В зеркале она увидела раскрасневшееся, ясноглазое лицо, улыбающееся, гладкое и красивое. Многочисленные хладнокровные и изобретательные действия просто-напросто растворили ее тревоги; теперь, когда она чувствовала себя готовой встретить день, воскресла ее истинная красота, которую до сих пор стирало и портило беспокойство.
Свою одежду она рассматривала с тем же взвешиванием возможных внешних опасностей, вроде нового дня, который просочился через закрытые окна и двери.
Верила ли она в опасность, которая исходила от предметов точно так же, как от людей, которую платье, туфли, пальто требуют в меньшей степени от ее замирающего сердца и тела? Ибо костюм тоже был вызовом, дисциплиной, западней, которая, стоит с ней смириться, может оказать влияние на актера.

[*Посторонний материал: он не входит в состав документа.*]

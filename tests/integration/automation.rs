//! Buy ticks and automation loops end to end.

use std::sync::Arc;
use std::time::Duration;
use tokio::time;

use premium_trader::engine::actuator::Purchaser;
use premium_trader::engine::auto_buy::{AutoBuyer, BuyOutcome};
use premium_trader::engine::controller::{AutomationController, LoopKind, LoopPhase, TickAction};
use premium_trader::engine::display::DisplayRefresher;
use premium_trader::engine::extractor::ReadingsExtractor;
use premium_trader::engine::retry::RetryPolicy;
use premium_trader::page::simulated::{ExchangeSeed, SimulatedExchange};
use premium_trader::page::{MarketPage, PageSelectors};
use premium_trader::panel::ControlPanel;
use premium_trader::types::{Commodity, ThresholdInputs, TraderError};

use crate::mock_page::{ControlScript, PageAction, ScriptedPage};

fn panel(buy_threshold: f64) -> Arc<ControlPanel> {
    Arc::new(ControlPanel::new(ThresholdInputs::from_values(
        Some(buy_threshold),
        Some(150.0),
        Some(500.0),
    )))
}

fn auto_buyer(page: Arc<dyn MarketPage>, panel: Arc<ControlPanel>) -> AutoBuyer {
    let selectors = PageSelectors::default();
    let purchaser = Purchaser::new(page.clone(), selectors.clone(), RetryPolicy::default());
    AutoBuyer::new(page, selectors, purchaser, panel)
}

// ---------------------------------------------------------------------------
// Buy ticks
// ---------------------------------------------------------------------------

#[tokio::test(start_paused = true)]
async fn disabled_buy_control_skips_whole_tick() {
    let page = ScriptedPage::market([(200.0, 5000.0); 3], 10_000.0, 5);
    let s = PageSelectors::default();
    page.set_control(
        &s.compute_offer,
        ControlScript {
            hidden_for: 0,
            disabled: true,
        },
    );

    let buyer = auto_buyer(Arc::new(page.clone()), panel(150.0));
    let err = buyer.run_tick().await.unwrap_err();

    assert_eq!(err, TraderError::SkippedByPolicy);
    assert!(page.actions().is_empty());
    assert_eq!(page.queries(&s.confirm), 0);
}

#[tokio::test(start_paused = true)]
async fn buys_only_the_buyable_commodity() {
    let page = ScriptedPage::market(
        [(100.0, 2000.0), (200.0, 5000.0), (120.0, 100.0)],
        10_000.0,
        5,
    );
    let s = PageSelectors::default();

    let buyer = auto_buyer(Arc::new(page.clone()), panel(150.0));
    let report = buyer.run_tick().await.unwrap();

    assert_eq!(report.purchased(), 1);
    assert_eq!(
        page.actions(),
        vec![
            PageAction::SetValue {
                selector: s.offer_input_for(Commodity::Stone),
                value: "100".into(),
            },
            PageAction::Click { selector: s.compute_offer.clone() },
            PageAction::Click { selector: s.confirm.clone() },
        ]
    );
}

#[tokio::test(start_paused = true)]
async fn exhausted_retry_does_not_block_next_commodity() {
    let page = ScriptedPage::market(
        [(200.0, 1000.0), (180.0, 1000.0), (100.0, 1000.0)],
        10_000.0,
        5,
    );
    let s = PageSelectors::default();
    // wood burns through all ten confirm polls; stone finds it on the next
    page.set_control(
        &s.confirm,
        ControlScript {
            hidden_for: 10,
            disabled: false,
        },
    );

    let buyer = auto_buyer(Arc::new(page.clone()), panel(150.0));
    let report = buyer.run_tick().await.unwrap();

    assert!(matches!(
        &report.outcomes[0],
        (Commodity::Wood, BuyOutcome::Failed(TraderError::RetryExhausted { attempts: 10, .. }))
    ));
    assert!(matches!(
        &report.outcomes[1],
        (Commodity::Stone, BuyOutcome::Purchased(r)) if r.offer_amount == 90.0
    ));
    assert!(matches!(&report.outcomes[2], (Commodity::Iron, BuyOutcome::NotBuyable)));
    assert_eq!(page.queries(&s.confirm), 11);
    assert_eq!(page.clicks(&s.confirm), 1);
    assert_eq!(page.clicks(&s.compute_offer), 2);
}

#[tokio::test(start_paused = true)]
async fn missing_offer_input_fails_only_that_commodity() {
    let page = ScriptedPage::market([(200.0, 1000.0); 3], 10_000.0, 5);
    let s = PageSelectors::default();
    page.remove_input(&s.offer_input_for(Commodity::Wood));

    let buyer = auto_buyer(Arc::new(page.clone()), panel(150.0));
    let report = buyer.run_tick().await.unwrap();

    assert!(matches!(
        &report.outcomes[0],
        (Commodity::Wood, BuyOutcome::Failed(TraderError::Page(_)))
    ));
    assert_eq!(report.purchased(), 2);
    assert_eq!(report.failed(), 1);
}

#[tokio::test(start_paused = true)]
async fn unreadable_commodity_is_skipped() {
    let page = ScriptedPage::market([(200.0, 1000.0); 3], 10_000.0, 5);
    let s = PageSelectors::default();
    page.remove_text(&s.price_for(Commodity::Iron));

    let buyer = auto_buyer(Arc::new(page.clone()), panel(150.0));
    let report = buyer.run_tick().await.unwrap();

    assert!(matches!(
        &report.outcomes[2],
        (Commodity::Iron, BuyOutcome::Failed(TraderError::Extraction { .. }))
    ));
    assert_eq!(report.purchased(), 2);
}

// ---------------------------------------------------------------------------
// Loops
// ---------------------------------------------------------------------------

#[tokio::test(start_paused = true)]
async fn auto_buy_loop_against_simulated_exchange() {
    let sim = Arc::new(SimulatedExchange::new(ExchangeSeed::default(), PageSelectors::default()));
    let page: Arc<dyn MarketPage> = sim.clone();
    let panel = panel(150.0);

    let refresher = DisplayRefresher::new(
        page.clone(),
        ReadingsExtractor::new(PageSelectors::default()),
        panel.clone(),
    );
    let refresher: Arc<dyn TickAction> = Arc::new(refresher);
    let buyer: Arc<dyn TickAction> = Arc::new(auto_buyer(page, panel.clone()));
    let mut controller = AutomationController::new(
        panel.clone(),
        (Duration::from_secs(5), refresher),
        (Duration::from_secs(5), buyer),
    );

    assert_eq!(controller.toggle(LoopKind::AutoBuy).await, LoopPhase::Enabled);
    // tick at 5s; wood done at 7s, iron at 9s
    time::sleep(Duration::from_millis(9_500)).await;
    assert_eq!(sim.purchases(), 2);
    assert_eq!(sim.stock(Commodity::Wood), Some(8_580.0));

    assert_eq!(controller.toggle(LoopKind::AutoBuy).await, LoopPhase::Disabled);
    time::sleep(Duration::from_secs(60)).await;
    assert_eq!(sim.purchases(), 2);
    assert_eq!(panel.view().await.auto_buy_label, "Toggle Auto Buy (OFF)");
}

#[tokio::test(start_paused = true)]
async fn price_refresh_loop_keeps_stale_cells_on_failure() {
    let rows = [(100.0, 2000.0), (200.0, 5000.0), (150.0, 750.0)];
    let page = ScriptedPage::market(rows, 10_000.0, 5);
    let s = PageSelectors::default();
    let panel = panel(150.0);

    let refresher = DisplayRefresher::new(
        Arc::new(page.clone()),
        ReadingsExtractor::new(PageSelectors::default()),
        panel.clone(),
    );
    let refresher: Arc<dyn TickAction> = Arc::new(refresher);
    let buyer: Arc<dyn TickAction> = Arc::new(auto_buyer(Arc::new(page.clone()), panel.clone()));
    let mut controller = AutomationController::new(
        panel.clone(),
        (Duration::from_secs(5), refresher),
        (Duration::from_secs(60), buyer),
    );

    controller.toggle(LoopKind::PriceRefresh).await;
    time::sleep(Duration::from_millis(5_500)).await;

    let view = panel.view().await;
    assert_eq!(view.rows[0].price, "100");
    assert_eq!(view.rows[0].sellable, "Yes");
    assert_eq!(view.rows[0].sell_quantity, "18");
    assert_eq!(view.rows[1].buyable, "Yes");

    page.set_text(&s.price_for(Commodity::Wood), "110");
    time::sleep(Duration::from_secs(5)).await;
    assert_eq!(panel.view().await.rows[0].price, "110");

    page.remove_text(&s.capacity);
    time::sleep(Duration::from_secs(5)).await;
    let stale = panel.view().await;
    assert_eq!(stale.rows[0].price, "110");
    assert_eq!(controller.phase(LoopKind::PriceRefresh), LoopPhase::Enabled);

    // the buy loop never ran
    assert!(page.actions().is_empty());
    controller.shutdown().await;
}
//! Premium Trader: threshold-driven auto-buy agent for a premium
//! resource exchange.
//!
//! Library crate exposing all modules for use by integration tests
//! and the binary entry point.

pub mod config;
pub mod types;
pub mod page;
pub mod strategy;
pub mod engine;
pub mod panel;
pub mod dashboard;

Она закончила тем, что выбрала платье с дыркой на рукаве. Надев его в последний раз, она остановилась перед рестораном, который был слишком роскошным, слишком нарочитым, и она побоялась в него зайти, но вместо того, чтобы сказать: «Я боюсь туда входить», сумела найти причину.
— Не могу же я туда входить, когда у меня дырявый рукав.
Она подняла накидку с капюшоном, которая казалась более надежной, более безопасной.
В складках накидки тоже содержалось нечто, что она принимала за качество, которым обладает исключительно мужчина: некий порыв, наглость, некое щегольство свободой, которое недоступно женщине.
Вызывающий танец тореадора, развевающийся стяг средневекового всадника в атаке, парус, вовлеченный в вопиющее противоречие с ветром, забрало воина, защищающее его лицо в битве — все это она ощутила, когда завязывала накидку.
Распростертая накидка была ложем у кочевников, накидка развернутая была стягом приключений.
Теперь она была облачена в костюм, наилучшим образом подходивший для полетов, битв и турниров.
Занавес ночной беззащитности был поднят, чтобы явить миру готового ко всему героя.
Готова, говорило зеркало, готова, вторили туфли, готова, шелестела накидка.
Она созерцала себя, разодетую вовсе не для мирного и доверительного столкновения с жизнью.
Она нисколько не удивилась, когда выглянула в окно и увидела мужчину, который давеча преследовал ее, а теперь стоял на углу и делал вид, будто читает газету.
Это не было странным, потому что такова была материализация ощущения, известного ей уже много лет: ощущения Ока, которое наблюдает и следует за ней на протяжении всей жизни.
Она прошла по 18-й Стрит к реке. Шла она слегка не в ритме, как человек, который дышит неглубоко, делает длинные шаги и наклоняется вперед, словно жокей, пришпоривающий коня.